So with the first of next month approaching, she'll be gone. I'm glad about it, but all at once it's hard coming to terms that it's over. She is basically leaving me.

It probably is better that she's walking. It's also better that she's already finding replacements. At least in this way, she's less likely to harass me at the moment. It might make her leaving smoother, at least in the sense that because I'm not dumping her, she's not grasping at me for security/supply.

Apparently, with how she talks, she plans on remaining friends. I don't want to. At all.

I might miss the connection we may have had and that could leave me vulnerable to recycling. I'm also afraid that I'll try to initiate a recycle.

I don't know how long the withdrawal is going to last, or if I'll even improve my life much afterward. My T says to focus on now and my goals. I can't help but feel lethargic all the time.
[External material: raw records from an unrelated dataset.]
use smallvec::SmallVec;
use std::{fmt, iter::FromIterator, ops::Deref};

/// An ordered sequence of segments, addressing a slot in a key tree.
///
/// A path of length 1 addresses a direct slot of the root. Longer paths descend
/// through one child node per segment but the last.
#[derive(Clone, PartialEq, Eq, Hash, PartialOrd, Ord)]
#[cfg_attr(feature = "serde", derive(serde::Serialize, serde::Deserialize))]
#[cfg_attr(feature = "serde", serde(transparent))]
pub struct Path<K>(SmallVec<[K; 4]>);

/// Builds a [`Path`], converting every segment with `Into`.
///
/// ```
/// use keytree::{path, Path, Segment};
///
/// let p: Path<Segment> = path!["Root", 2, 3.5];
/// assert_eq!(p.len(), 3);
/// ```
#[macro_export]
macro_rules! path {
    ($($segment:expr),+ $(,)?) => {
        <$crate::Path<_> as ::core::iter::FromIterator<_>>::from_iter([
            $(::core::convert::Into::into($segment)),+
        ])
    };
}

impl<K> Path<K> {
    pub fn single(segment: K) -> Self {
        let mut segments = SmallVec::new();
        segments.push(segment);
        Self(segments)
    }

    pub fn segments(&self) -> &[K] {
        &self.0
    }

    pub fn push(&mut self, segment: K) {
        self.0.push(segment)
    }

    /// the first segment and the remainder, if any
    pub fn split_first(&self) -> Option<(&K, &[K])> {
        self.0.split_first()
    }

    pub fn into_vec(self) -> Vec<K> {
        self.0.into_vec()
    }
}

impl<K: Clone> Path<K> {
    /// `self` followed by `segment`
    pub fn child(&self, segment: K) -> Self {
        let mut res = self.clone();
        res.push(segment);
        res
    }
}

impl<K> Default for Path<K> {
    fn default() -> Self {
        Self(SmallVec::new())
    }
}

impl<K> Deref for Path<K> {
    type Target = [K];

    fn deref(&self) -> &[K] {
        &self.0
    }
}

impl<K> AsRef<[K]> for Path<K> {
    fn as_ref(&self) -> &[K] {
        &self.0
    }
}

impl<K> FromIterator<K> for Path<K> {
    fn from_iter<I: IntoIterator<Item = K>>(iter: I) -> Self {
        Self(iter.into_iter().collect())
    }
}

impl<K> IntoIterator for Path<K> {
    type Item = K;
    type IntoIter = smallvec::IntoIter<[K; 4]>;

    fn into_iter(self) -> Self::IntoIter {
        self.0.into_iter()
    }
}

impl<'a, K> IntoIterator for &'a Path<K> {
    type Item = &'a K;
    type IntoIter = std::slice::Iter<'a, K>;

    fn into_iter(self) -> Self::IntoIter {
        self.0.iter()
    }
}

impl<K, const N: usize> From<[K; N]> for Path<K> {
    fn from(segments: [K; N]) -> Self {
        IntoIterator::into_iter(segments).collect()
    }
}

impl<K> From<Vec<K>> for Path<K> {
    fn from(segments: Vec<K>) -> Self {
        Self(SmallVec::from_vec(segments))
    }
}

impl<K: Clone> From<&[K]> for Path<K> {
    fn from(segments: &[K]) -> Self {
        segments.iter().cloned().collect()
    }
}

impl<K: Clone> From<&Path<K>> for Path<K> {
    fn from(path: &Path<K>) -> Self {
        path.clone()
    }
}

impl<K: fmt::Debug> fmt::Debug for Path<K> {
    fn fmt(&self, f: &mut fmt::Formatter<'_>) -> fmt::Result {
        let mut t = f.debug_tuple("");
        for segment in self.0.iter() {
            t.field(segment);
        }
        t.finish()
    }
}

/// Displays as a tuple, `(a, b, c)`.
impl<K: fmt::Display> fmt::Display for Path<K> {
    fn fmt(&self, f: &mut fmt::Formatter<'_>) -> fmt::Result {
        write!(f, "(")?;
        for (i, segment) in self.0.iter().enumerate() {
            if i > 0 {
                write!(f, ", ")?;
            }
            write!(f, "{}", segment)?;
        }
        write!(f, ")")
    }
}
I could blame my lack of hard work on my depression, but maybe I'm just lazy after all.

Anyone else ever felt like the fire got snuffed out?
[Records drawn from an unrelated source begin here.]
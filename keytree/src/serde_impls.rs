//! a key tree (de)serializes as the plain nested map it projects to
use crate::{
    map::{KeyTreeMap, Slot},
    nested::NestedMap,
    storage::Storage,
};
use serde::{Deserialize, Deserializer, Serialize, Serializer};
use std::hash::Hash;

impl<K: Serialize, V: Serialize, S: Storage<K>> Serialize for KeyTreeMap<K, V, S> {
    fn serialize<Ser: Serializer>(&self, serializer: Ser) -> Result<Ser::Ok, Ser::Error> {
        serializer.collect_map(self.children())
    }
}

impl<K: Serialize, V: Serialize, S: Storage<K>> Serialize for Slot<K, V, S> {
    fn serialize<Ser: Serializer>(&self, serializer: Ser) -> Result<Ser::Ok, Ser::Error> {
        match self {
            Self::Leaf(v) => v.serialize(serializer),
            Self::Node(n) => n.serialize(serializer),
        }
    }
}

impl<'de, K, V, S> Deserialize<'de> for KeyTreeMap<K, V, S>
where
    K: Deserialize<'de> + Hash + Eq,
    V: Deserialize<'de>,
    S: Storage<K>,
{
    fn deserialize<D: Deserializer<'de>>(deserializer: D) -> Result<Self, D::Error> {
        NestedMap::<K, V>::deserialize(deserializer).map(Self::from_nested)
    }
}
Vatz:  I'm sorry for your pain.  I've been there as well with my exgfBPD.   It hurts.   I can relate to every word you said.  Thanks for sharing.   I know what I have to say won't help the pain, but maybe ease some of the long-term suffering and fear.   I felt the same way as you as did many of us.  And I found a way to the otherside.  

The fact that we are on a pattern and can relate to each other is good because it means that we are part of a trend.  And in that trend there are proven ways to recover.

But it still hurts now and there's no way around that.

We are here.  We understand.  It hurts, but we don't have to be completely alone with the pain.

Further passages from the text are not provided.